_SOURCE MATERIAL:_
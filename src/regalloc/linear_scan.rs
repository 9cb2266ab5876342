//! Linear scan over live-interval hulls.
//!
//! Intervals are sorted by start. Registers free up when an active interval
//! ends before the next one starts; when none is free the interval ending
//! last goes to the stack. Stack slots are handed out by a second scan so
//! that slots of expired intervals are reused.

use super::Location;
use crate::asm::Reg;
use crate::ir::eir::VarId;
use std::collections::BTreeSet;

/// Program points covered by a variable, inclusive.
#[derive(Debug, Clone, Copy, PartialEq, Eq)]
pub struct Interval {
    pub var: VarId,
    pub start: u32,
    pub end: u32,
}

impl Interval {
    pub fn cover(&mut self, point: u32) {
        self.start = self.start.min(point);
        self.end = self.end.max(point);
    }
}

#[derive(Debug, Clone, Copy)]
struct Active {
    end: u32,
    var: VarId,
    reg: Reg,
}

/// Assign registers to `intervals`. Returns the register assignments and the
/// intervals that did not get one.
pub fn scan_registers(mut intervals: Vec<Interval>, registers: &[Reg]) -> (Vec<(VarId, Reg)>, Vec<Interval>) {
    intervals.sort_by_key(|i| (i.start, i.var));
    let mut free: Vec<Reg> = registers.to_vec();
    let mut active: Vec<Active> = Vec::new();
    let mut assigned: Vec<(VarId, Reg)> = Vec::new();
    let mut spilled: Vec<Interval> = Vec::new();
    let mut by_var = std::collections::HashMap::new();

    for interval in intervals {
        by_var.insert(interval.var, interval);
        active.retain(|a| {
            if a.end < interval.start {
                free.push(a.reg);
                false
            } else {
                true
            }
        });
        // Keep allocation deterministic: lowest register in declaration order.
        free.sort_by_key(|r| registers.iter().position(|x| x == r));
        if !free.is_empty() {
            let reg = free.remove(0);
            active.push(Active { end: interval.end, var: interval.var, reg });
            assigned.push((interval.var, reg));
            continue;
        }
        let victim = active.iter().enumerate().max_by_key(|(_, a)| (a.end, a.var)).map(|(i, a)| (i, *a));
        match victim {
            Some((index, a)) if a.end > interval.end => {
                active.remove(index);
                assigned.retain(|&(v, _)| v != a.var);
                spilled.push(by_var[&a.var]);
                active.push(Active { end: interval.end, var: interval.var, reg: a.reg });
                assigned.push((interval.var, a.reg));
            }
            _ => spilled.push(interval),
        }
    }
    (assigned, spilled)
}

/// Assign stack slots, reusing slots whose interval has ended. Returns the
/// locations and the number of slots used.
pub fn scan_stack(mut intervals: Vec<Interval>) -> (Vec<(VarId, Location)>, u32) {
    intervals.sort_by_key(|i| (i.start, i.var));
    let mut free: BTreeSet<u32> = BTreeSet::new();
    let mut active: Vec<(u32, u32)> = Vec::new();
    let mut slots = 0;
    let mut out = Vec::with_capacity(intervals.len());
    for interval in intervals {
        active.retain(|&(end, slot)| {
            if end < interval.start {
                free.insert(slot);
                false
            } else {
                true
            }
        });
        let slot = match free.pop_first() {
            Some(slot) => slot,
            None => {
                slots += 1;
                slots - 1
            }
        };
        active.push((interval.end, slot));
        out.push((interval.var, Location::Stack(slot)));
    }
    (out, slots)
}

#[cfg(test)]
mod tests {
    use super::*;

    fn iv(var: u32, start: u32, end: u32) -> Interval {
        Interval { var: VarId::new(var), start, end }
    }

    #[test]
    fn test_registers_reused_after_expiry() {
        let regs = [Reg::X9, Reg::X10];
        let (assigned, spilled) = scan_registers(vec![iv(0, 0, 3), iv(1, 1, 5), iv(2, 4, 8)], &regs);
        assert!(spilled.is_empty());
        assert_eq!(assigned, vec![(VarId::new(0), Reg::X9), (VarId::new(1), Reg::X10), (VarId::new(2), Reg::X9)]);
    }

    #[test]
    fn test_spill_furthest_end() {
        let regs = [Reg::X9];
        let (assigned, spilled) = scan_registers(vec![iv(0, 0, 20), iv(1, 1, 5)], &regs);
        assert_eq!(assigned, vec![(VarId::new(1), Reg::X9)]);
        assert_eq!(spilled, vec![iv(0, 0, 20)]);

        let (assigned, spilled) = scan_registers(vec![iv(0, 0, 4), iv(1, 1, 9)], &regs);
        assert_eq!(assigned, vec![(VarId::new(0), Reg::X9)]);
        assert_eq!(spilled, vec![iv(1, 1, 9)]);
    }

    #[test]
    fn test_stack_slots_reused() {
        let (locations, slots) = scan_stack(vec![iv(0, 0, 2), iv(1, 1, 6), iv(2, 3, 4)]);
        assert_eq!(slots, 2);
        assert_eq!(locations[2], (VarId::new(2), Location::Stack(0)));
    }
}
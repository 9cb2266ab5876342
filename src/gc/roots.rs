//! Code roots: the reference literal slots of installed methods.

use super::marking_stack::{MarkingStack, MarkingStackError};
use crate::code::CodeManager;
use crate::codegen::{ArrayField, TargetBundleLayout};
use crate::target::Target;
use tracing::debug;

/// Push the address of every reference literal slot of every installed
/// method. Returns the number of cells pushed.
pub fn scan_code_roots(manager: &CodeManager, target: &Target, stack: &mut MarkingStack) -> Result<usize, MarkingStackError> {
    let mut pushed = 0;
    let methods = manager.target_methods();
    for method in &methods {
        let layout = TargetBundleLayout::from_target_method(method, target.reference_size, target.bundle_alignment);
        let base = method.start() + layout.first_element_offset(ArrayField::ReferenceLiterals) as u64;
        for i in 0..method.reference_literals().len() {
            stack.push(base + (i * target.reference_size) as u64)?;
            pushed += 1;
        }
    }
    debug!(methods = methods.len(), cells = pushed, "scanned code roots");
    Ok(pushed)
}

#[cfg(test)]
mod tests {
    use super::*;
    use crate::codegen::Generated;
    use crate::codegen::TargetMethod;
    use crate::config::CodeCacheConfig;
    use crate::gc::marking_stack::{Cell, CellVisitor};
    use crate::ir::bytecode::MethodKey;
    use crate::ir::kind::ObjectRef;
    use std::sync::{Arc, Mutex};

    struct Collect(Arc<Mutex<Vec<Cell>>>);

    impl CellVisitor for Collect {
        fn visit_popped_cell(&mut self, _: &mut MarkingStack, cell: Cell) -> Result<(), MarkingStackError> {
            self.0.lock().unwrap().push(cell);
            Ok(())
        }

        fn visit_flushed_cell(&mut self, cell: Cell) {
            self.0.lock().unwrap().push(cell);
        }
    }

    #[test]
    fn test_reference_slots_are_pushed() {
        let manager = CodeManager::new(&CodeCacheConfig::default()).unwrap();
        let target = Target::aarch64();
        let allocation = manager.allocate(32, 8).unwrap();
        let method = Arc::new(TargetMethod::new(MethodKey::new("T", "m", "()V")));
        method
            .set_generated(Generated {
                region: allocation.region,
                start: allocation.start,
                code_offset: 24,
                scalar_literals: vec![0; 4],
                reference_literals: vec![ObjectRef(1), ObjectRef(2)],
                code: vec![0; 8],
                ..Generated::default()
            })
            .unwrap();
        manager.install(Arc::clone(&method), &[0; 32], true).unwrap();

        let seen = Arc::new(Mutex::new(Vec::new()));
        let mut stack = MarkingStack::new(64, 75).unwrap();
        stack.set_cell_visitor(Box::new(Collect(Arc::clone(&seen))));
        assert_eq!(scan_code_roots(&manager, &target, &mut stack).unwrap(), 2);
        stack.flush().unwrap();
        assert_eq!(*seen.lock().unwrap(), vec![method.start() + 16, method.start() + 8]);
    }
}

_PROBLEM STATEMENT:_
All of the records above should be given again exactly as written.

_TASK RESULT:_
filename src/regalloc/linear_scan.rs
repository 9cb2266ab5876342
//! Linear scan over live-interval hulls.
//!
//! Intervals are sorted by start. Registers free up when an active interval
//! ends before the next one starts; when none is free the interval ending
//! last goes to the stack. Stack slots are handed out by a second scan so
//! that slots of expired intervals are reused.

use super::Location;
use crate::asm::Reg;
use crate::ir::eir::VarId;
use std::collections::BTreeSet;

/// Program points covered by a variable, inclusive.
#[derive(Debug, Clone, Copy, PartialEq, Eq)]
pub struct Interval {
    pub var: VarId,
    pub start: u32,
    pub end: u32,
}

impl Interval {
    pub fn cover(&mut self, point: u32) {
        self.start = self.start.min(point);
        self.end = self.end.max(point);
    }
}

#[derive(Debug, Clone, Copy)]
struct Active {
    end: u32,
    var: VarId,
    reg: Reg,
}

/// Assign registers to `intervals`. Returns the register assignments and the
/// intervals that did not get one.
pub fn scan_registers(mut intervals: Vec<Interval>, registers: &[Reg]) -> (Vec<(VarId, Reg)>, Vec<Interval>) {
    intervals.sort_by_key(|i| (i.start, i.var));
    let mut free: Vec<Reg> = registers.to_vec();
    let mut active: Vec<Active> = Vec::new();
    let mut assigned: Vec<(VarId, Reg)> = Vec::new();
    let mut spilled: Vec<Interval> = Vec::new();
    let mut by_var = std::collections::HashMap::new();

    for interval in intervals {
        by_var.insert(interval.var, interval);
        active.retain(|a| {
            if a.end < interval.start {
                free.push(a.reg);
                false
            } else {
                true
            }
        });
        // Keep allocation deterministic: lowest register in declaration order.
        free.sort_by_key(|r| registers.iter().position(|x| x == r));
        if !free.is_empty() {
            let reg = free.remove(0);
            active.push(Active { end: interval.end, var: interval.var, reg });
            assigned.push((interval.var, reg));
            continue;
        }
        let victim = active.iter().enumerate().max_by_key(|(_, a)| (a.end, a.var)).map(|(i, a)| (i, *a));
        match victim {
            Some((index, a)) if a.end > interval.end => {
                active.remove(index);
                assigned.retain(|&(v, _)| v != a.var);
                spilled.push(by_var[&a.var]);
                active.push(Active { end: interval.end, var: interval.var, reg: a.reg });
                assigned.push((interval.var, a.reg));
            }
            _ => spilled.push(interval),
        }
    }
    (assigned, spilled)
}

/// Assign stack slots, reusing slots whose interval has ended. Returns the
/// locations and the number of slots used.
pub fn scan_stack(mut intervals: Vec<Interval>) -> (Vec<(VarId, Location)>, u32) {
    intervals.sort_by_key(|i| (i.start, i.var));
    let mut free: BTreeSet<u32> = BTreeSet::new();
    let mut active: Vec<(u32, u32)> = Vec::new();
    let mut slots = 0;
    let mut out = Vec::with_capacity(intervals.len());
    for interval in intervals {
        active.retain(|&(end, slot)| {
            if end < interval.start {
                free.insert(slot);
                false
            } else {
                true
            }
        });
        let slot = match free.pop_first() {
            Some(slot) => slot,
            None => {
                slots += 1;
                slots - 1
            }
        };
        active.push((interval.end, slot));
        out.push((interval.var, Location::Stack(slot)));
    }
    (out, slots)
}

#[cfg(test)]
mod tests {
    use super::*;

    fn iv(var: u32, start: u32, end: u32) -> Interval {
        Interval { var: VarId::new(var), start, end }
    }

    #[test]
    fn test_registers_reused_after_expiry() {
        let regs = [Reg::X9, Reg::X10];
        let (assigned, spilled) = scan_registers(vec![iv(0, 0, 3), iv(1, 1, 5), iv(2, 4, 8)], &regs);
        assert!(spilled.is_empty());
        assert_eq!(assigned, vec![(VarId::new(0), Reg::X9), (VarId::new(1), Reg::X10), (VarId::new(2), Reg::X9)]);
    }

    #[test]
    fn test_spill_furthest_end() {
        let regs = [Reg::X9];
        let (assigned, spilled) = scan_registers(vec![iv(0, 0, 20), iv(1, 1, 5)], &regs);
        assert_eq!(assigned, vec![(VarId::new(1), Reg::X9)]);
        assert_eq!(spilled, vec![iv(0, 0, 20)]);

        let (assigned, spilled) = scan_registers(vec![iv(0, 0, 4), iv(1, 1, 9)], &regs);
        assert_eq!(assigned, vec![(VarId::new(0), Reg::X9)]);
        assert_eq!(spilled, vec![iv(1, 1, 9)]);
    }

    #[test]
    fn test_stack_slots_reused() {
        let (locations, slots) = scan_stack(vec![iv(0, 0, 2), iv(1, 1, 6), iv(2, 3, 4)]);
        assert_eq!(slots, 2);
        assert_eq!(locations[2], (VarId::new(2), Location::Stack(0)));
    }
}
repository 9cb2266ab5876342
filename src/gc/roots.rs
//! Code roots: the reference literal slots of installed methods.

use super::marking_stack::{MarkingStack, MarkingStackError};
use crate::code::CodeManager;
use crate::codegen::{ArrayField, TargetBundleLayout};
use crate::target::Target;
use tracing::debug;

/// Push the address of every reference literal slot of every installed
/// method. Returns the number of cells pushed.
pub fn scan_code_roots(manager: &CodeManager, target: &Target, stack: &mut MarkingStack) -> Result<usize, MarkingStackError> {
    let mut pushed = 0;
    let methods = manager.target_methods();
    for method in &methods {
        let layout = TargetBundleLayout::from_target_method(method, target.reference_size, target.bundle_alignment);
        let base = method.start() + layout.first_element_offset(ArrayField::ReferenceLiterals) as u64;
        for i in 0..method.reference_literals().len() {
            stack.push(base + (i * target.reference_size) as u64)?;
            pushed += 1;
        }
    }
    debug!(methods = methods.len(), cells = pushed, "scanned code roots");
    Ok(pushed)
}

#[cfg(test)]
mod tests {
    use super::*;
    use crate::codegen::Generated;
    use crate::codegen::TargetMethod;
    use crate::config::CodeCacheConfig;
    use crate::gc::marking_stack::{Cell, CellVisitor};
    use crate::ir::bytecode::MethodKey;
    use crate::ir::kind::ObjectRef;
    use std::sync::{Arc, Mutex};

    struct Collect(Arc<Mutex<Vec<Cell>>>);

    impl CellVisitor for Collect {
        fn visit_popped_cell(&mut self, _: &mut MarkingStack, cell: Cell) -> Result<(), MarkingStackError> {
            self.0.lock().unwrap().push(cell);
            Ok(())
        }

        fn visit_flushed_cell(&mut self, cell: Cell) {
            self.0.lock().unwrap().push(cell);
        }
    }

    #[test]
    fn test_reference_slots_are_pushed() {
        let manager = CodeManager::new(&CodeCacheConfig::default()).unwrap();
        let target = Target::aarch64();
        let allocation = manager.allocate(32, 8).unwrap();
        let method = Arc::new(TargetMethod::new(MethodKey::new("T", "m", "()V")));
        method
            .set_generated(Generated {
                region: allocation.region,
                start: allocation.start,
                code_offset: 24,
                scalar_literals: vec![0; 4],
                reference_literals: vec![ObjectRef(1), ObjectRef(2)],
                code: vec![0; 8],
                ..Generated::default()
            })
            .unwrap();
        manager.install(Arc::clone(&method), &[0; 32], true).unwrap();

        let seen = Arc::new(Mutex::new(Vec::new()));
        let mut stack = MarkingStack::new(64, 75).unwrap();
        stack.set_cell_visitor(Box::new(Collect(Arc::clone(&seen))));
        assert_eq!(scan_code_roots(&manager, &target, &mut stack).unwrap(), 2);
        stack.flush().unwrap();
        assert_eq!(*seen.lock().unwrap(), vec![method.start() + 16, method.start() + 8]);
    }
}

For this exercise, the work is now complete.